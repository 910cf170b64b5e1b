//! Implementation of `deckq init`.

use std::{fs, process::ExitCode};

use deckq_config::{CONFIG_FILENAME, global_config_path, global_template, local_template};
use deckq_highlight::Highlighter;

use crate::cli::{
    args::InitCommand,
    context::CommandContext,
    output::{emit, subheader},
};

/// Initializes a `.deckq.toml` configuration file.
pub fn run(ctx: &CommandContext, cmd: &InitCommand) -> ExitCode {
    let cwd = &ctx.cwd;

    let is_home_dir = global_config_path()
        .and_then(|p| p.parent().map(|h| h == cwd))
        .unwrap_or(false);

    let use_global = cmd.global || is_home_dir;

    let config_path = if use_global {
        match global_config_path() {
            Some(path) => path,
            None => {
                eprintln!("error: could not determine home directory");
                return ExitCode::FAILURE;
            }
        }
    } else {
        cwd.join(CONFIG_FILENAME)
    };

    if config_path.exists() && !cmd.force {
        eprintln!(
            "error: configuration file already exists: {}",
            config_path.display()
        );
        eprintln!("use --force to overwrite");
        return ExitCode::FAILURE;
    }

    let template = if use_global {
        global_template()
    } else {
        local_template()
    };

    if let Err(e) = fs::write(&config_path, &template) {
        eprintln!("error: failed to write {}: {e}", config_path.display());
        return ExitCode::FAILURE;
    }

    println!("Created {}", config_path.display());

    let color = ctx.color();
    println!();
    emit(&subheader("Configuration written:"), color);
    if color {
        print!("{}", Highlighter::new().highlight_toml(&template));
    } else {
        print!("{template}");
    }

    ExitCode::SUCCESS
}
★ ★ ★ ★ ★ ★ ★
**Activity**
Which of the lines above hold the string "InitCommand"? Copy each one.

**Output**
    args::InitCommand,
pub fn run(ctx: &CommandContext, cmd: &InitCommand) -> ExitCode {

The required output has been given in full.